More than 3,500 workers in Spokane County lost their jobs last month. Almost 6,300 have become unemployed since March 2008.

The work force, meanwhile, has grown in the past year by more than 6,000 people, to 245,720.

Jeremy Ehrmantrout, 26, is one of the newcomers.

A construction worker since he helped his father out at age 12, Ehrmantrout said he moved to Spokane because business had tanked in Snohomish County.

Spokane is little better, said Ehrmantrout, so he has been training with a company that protects against identity theft and does similar work.

Katie Wood visited WorkSource – an employment office – for the first time Tuesday. She has been a stay-at-home mother since 2005, but divorce is pushing her back into the work force.

Wood, 27, said she last worked at Columbia Lighting, which has moved out of the area. “That’s the only job I’ve ever had,” said Wood, who will be taking classes at Spokane Community College to improve her reading skills.

James Garry, who was also at WorkSource, said he left ProBond Coating Systems in January.

Garry said he has been called back for a second interview on a part-time apartment maintenance job in Cheney. “But there’s no way it’s going to support my family,” he said.

Garry said it has been two years since he was unemployed. “It wasn’t much to find a job at that point,” he said. “Nothing like now.”

State statistics released Tuesday show a statewide unemployment rate of 9.2 percent. Job losses – 20,000 in March, almost 100,000 in the past 12 months – swept through almost every category except education and health services, and government. The state rate is the highest since May 1984.

The national unemployment rate for March was 8.5 percent.

Mary Ayala, the department’s chief labor economist, said unemployment increases of 0.5 percent or more for each of the past three months were unprecedented back to 1976, when the current method for keeping statistics was adopted.

So was the 0.9 percent increase from February to March, said Greg Weeks, director of labor market economic analysis.

“We’ve not been in this kind of situation before,” he said.
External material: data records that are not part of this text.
//! Glyph group and cell identifiers
//!
//! A glyph group covers 256 consecutive codepoints of the basic plane and is
//! stored as one square atlas subdivided into a 16x16 grid of cells. Both
//! identifiers are rendered as two uppercase hex digits on disk.

use std::fmt;
use std::str::FromStr;

use serde::{Deserialize, Deserializer, Serialize, Serializer};

/// Cells per atlas row and per atlas column
pub const GRID_SIZE: u32 = 16;

/// Prefix shared by atlas files, cell directories and archive entries
pub const GLYPH_PREFIX: &str = "glyph_";

/// Extension of every image the pipeline reads or writes
pub const PNG_EXTENSION: &str = "png";

/// Parse one or two hex digits, rejecting signs and other characters
/// that `u8::from_str_radix` would otherwise tolerate.
fn parse_hex_byte(text: &str, max_digits: usize) -> Option<u8> {
    if text.is_empty() || text.len() > max_digits {
        return None;
    }
    if !text.bytes().all(|b| b.is_ascii_hexdigit()) {
        return None;
    }
    u8::from_str_radix(text, 16).ok()
}

/// Strip a case-insensitive ASCII prefix
fn strip_prefix_ignore_case<'a>(text: &'a str, prefix: &str) -> Option<&'a str> {
    let head = text.get(..prefix.len())?;
    head.eq_ignore_ascii_case(prefix)
        .then(|| &text[prefix.len()..])
}

/// Strip a case-insensitive `.png` suffix
fn strip_png_suffix(text: &str) -> Option<&str> {
    let split = text.len().checked_sub(PNG_EXTENSION.len() + 1)?;
    let (stem, ext) = (text.get(..split)?, text.get(split..)?);
    (ext.starts_with('.') && ext[1..].eq_ignore_ascii_case(PNG_EXTENSION)).then_some(stem)
}

/// Identifier of one glyph group (`00`..`FF`)
#[derive(Debug, Clone, Copy, PartialEq, Eq, PartialOrd, Ord, Hash)]
pub struct GroupId(u8);

impl GroupId {
    #[inline]
    pub const fn new(value: u8) -> Self {
        Self(value)
    }

    #[inline]
    pub const fn value(self) -> u8 {
        self.0
    }

    /// Parse a `glyph_XX.png` atlas file name (exactly two hex digits)
    pub fn from_atlas_file_name(name: &str) -> Option<Self> {
        let rest = strip_prefix_ignore_case(name, GLYPH_PREFIX)?;
        let hex = strip_png_suffix(rest)?;
        (hex.len() == 2).then_some(())?;
        parse_hex_byte(hex, 2).map(Self)
    }

    /// Parse a `glyph_XX` cell directory name (exactly two hex digits)
    pub fn from_dir_name(name: &str) -> Option<Self> {
        let hex = strip_prefix_ignore_case(name, GLYPH_PREFIX)?;
        (hex.len() == 2).then_some(())?;
        parse_hex_byte(hex, 2).map(Self)
    }

    /// `glyph_XX.png`
    pub fn atlas_file_name(self) -> String {
        format!("{GLYPH_PREFIX}{self}.{PNG_EXTENSION}")
    }

    /// `glyph_XX`
    pub fn dir_name(self) -> String {
        format!("{GLYPH_PREFIX}{self}")
    }

    /// `font/glyph_XX.png`
    pub fn archive_entry(self) -> String {
        format!("font/{}", self.atlas_file_name())
    }
}

impl fmt::Display for GroupId {
    fn fmt(&self, f: &mut fmt::Formatter<'_>) -> fmt::Result {
        write!(f, "{:02X}", self.0)
    }
}

impl FromStr for GroupId {
    type Err = String;

    fn from_str(s: &str) -> Result<Self, Self::Err> {
        match s.len() {
            2 => parse_hex_byte(s, 2)
                .map(Self)
                .ok_or_else(|| format!("invalid glyph group id: {s:?}")),
            _ => Err(format!("glyph group id must be two hex digits: {s:?}")),
        }
    }
}

impl Serialize for GroupId {
    fn serialize<S: Serializer>(&self, serializer: S) -> Result<S::Ok, S::Error> {
        serializer.collect_str(self)
    }
}

impl<'de> Deserialize<'de> for GroupId {
    fn deserialize<D: Deserializer<'de>>(deserializer: D) -> Result<Self, D::Error> {
        let text = String::deserialize(deserializer)?;
        text.parse().map_err(serde::de::Error::custom)
    }
}

/// Position of one cell inside a group's 16x16 grid
///
/// The high nibble is the row and the low nibble the column, so the
/// canonical two-digit form reads `<row><col>`.
#[derive(Debug, Clone, Copy, PartialEq, Eq, PartialOrd, Ord, Hash)]
pub struct CellId(u8);

impl CellId {
    #[inline]
    pub const fn new(value: u8) -> Self {
        Self(value)
    }

    /// Build from grid coordinates; both must be below [`GRID_SIZE`]
    #[inline]
    pub const fn from_row_col(row: u8, col: u8) -> Self {
        debug_assert!(row < 16 && col < 16);
        Self((row << 4) | (col & 0x0F))
    }

    #[inline]
    pub const fn value(self) -> u8 {
        self.0
    }

    #[inline]
    pub const fn row(self) -> u32 {
        (self.0 >> 4) as u32
    }

    #[inline]
    pub const fn col(self) -> u32 {
        (self.0 & 0x0F) as u32
    }

    /// Parse a cell file name: one or two hex digits, any case, `.png`
    pub fn from_file_name(name: &str) -> Option<Self> {
        let hex = strip_png_suffix(name)?;
        parse_hex_byte(hex, 2).map(Self)
    }

    /// Canonical `YY.png`
    pub fn file_name(self) -> String {
        format!("{self}.{PNG_EXTENSION}")
    }

    /// Iterate all 256 cells in row-major order
    pub fn all() -> impl Iterator<Item = CellId> {
        (0..=u8::MAX).map(Self)
    }
}

impl fmt::Display for CellId {
    fn fmt(&self, f: &mut fmt::Formatter<'_>) -> fmt::Result {
        write!(f, "{:02X}", self.0)
    }
}
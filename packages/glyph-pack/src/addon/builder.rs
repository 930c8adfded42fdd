use std::collections::BTreeMap;
use std::fs;
use std::io::Write;
use std::path::PathBuf;

use zip::write::SimpleFileOptions;
use zip::{CompressionMethod, DateTime, ZipWriter};

use super::manifest::{AddonManifest, ManifestConfig};
use crate::cache::{CacheKey, CompositeKey, HashingCache};
use crate::error::{GlyphPackError, PackResult};
use crate::types::GroupId;

pub const ARCHIVE_EXTENSION: &str = "zip";

pub const MANIFEST_ENTRY: &str = "manifest.json";

/// Result of one addon build
#[derive(Debug, Clone)]
pub struct BuildOutcome {
    pub path: PathBuf,
    pub key: CacheKey,
    pub cache_hit: bool,
    pub groups: Vec<GroupId>,
}

/// Packages merged atlases and a manifest into a cached zip addon
#[derive(Debug, Clone)]
pub struct AddonBuilder {
    cache: HashingCache,
    manifest: ManifestConfig,
}

impl AddonBuilder {
    pub fn new(cache: HashingCache, manifest: ManifestConfig) -> Self {
        Self { cache, manifest }
    }

    /// Composite key over the atlases in group order
    pub fn composite(atlases: &BTreeMap<GroupId, PathBuf>) -> PackResult<CompositeKey> {
        CompositeKey::of_files(atlases.values().cloned())
            .map_err(|e| GlyphPackError::packaging("atlas hashing", e))
    }

    /// Build (or reuse) the addon for `atlases`
    pub fn build(&self, atlases: &BTreeMap<GroupId, PathBuf>) -> PackResult<BuildOutcome> {
        let composite = Self::composite(atlases)?;
        self.build_composite(atlases, composite)
    }

    /// Build (or reuse) the addon for `atlases` whose key was already
    /// computed with [`AddonBuilder::composite`]
    pub fn build_composite(
        &self,
        atlases: &BTreeMap<GroupId, PathBuf>,
        composite: CompositeKey,
    ) -> PackResult<BuildOutcome> {
        let groups: Vec<GroupId> = atlases.keys().copied().collect();

        if let Some(path) = self.cache.lookup(&composite.key, ARCHIVE_EXTENSION) {
            log::debug!("Addon is cached at {}", path.display());
            return Ok(BuildOutcome {
                path,
                key: composite.key,
                cache_hit: true,
                groups,
            });
        }

        let path = self.write_archive(atlases, &composite)?;
        log::info!("Built addon with {} glyph groups: {}", groups.len(), path.display());

        Ok(BuildOutcome {
            path,
            key: composite.key,
            cache_hit: false,
            groups,
        })
    }

    fn write_archive(
        &self,
        atlases: &BTreeMap<GroupId, PathBuf>,
        composite: &CompositeKey,
    ) -> PackResult<PathBuf> {
        // Fixed timestamps keep archives byte-identical across runs
        let options = SimpleFileOptions::default()
            .compression_method(CompressionMethod::Deflated)
            .last_modified_time(DateTime::default());

        let staged = self
            .cache
            .stage()
            .map_err(|e| GlyphPackError::packaging("archive creation", e))?;
        let mut zip = ZipWriter::new(staged);

        for (group, atlas) in atlases {
            let entry = group.archive_entry();
            let bytes = fs::read(atlas).map_err(|e| {
                GlyphPackError::packaging(&format!("reading {}", atlas.display()), e)
            })?;
            zip.start_file(entry.as_str(), options)?;
            zip.write_all(&bytes)
                .map_err(|e| GlyphPackError::packaging(&format!("adding {entry}"), e))?;
        }

        let manifest = AddonManifest::for_content(&self.manifest, composite)?.to_json()?;
        zip.start_file(MANIFEST_ENTRY, options)?;
        zip.write_all(manifest.as_bytes())
            .map_err(|e| GlyphPackError::packaging("adding manifest", e))?;

        let staged = zip.finish()?;
        self.cache
            .commit(staged, &composite.key, ARCHIVE_EXTENSION)
            .map_err(|e| GlyphPackError::packaging("archive commit", e))
    }
}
Weeks said the highest unemployment rate recorded in Washington since 1976 was 12.2 percent in November 1982.

Every county east of the Cascades reported double-digit unemployment with the exception of Benton, Walla Walla, Garfield and Whitman. Ferry County, at 17.2 percent, had the highest rate in the state. Whitman, at 5.8 percent, had the lowest.

Tweedy said more than 1,000 people in wholesale and retail sales lost their jobs last month. Meanwhile, normal March employment increases of 3,000 to 4,000 in outside work did not occur because of the wet weather. He said he expects some of those positions to materialize as the weather warms and dries out.

The Spokane WorkSource office has 840 job openings listed, he noted.

“When people see this unemployment rate, they stop looking,” Tweedy said.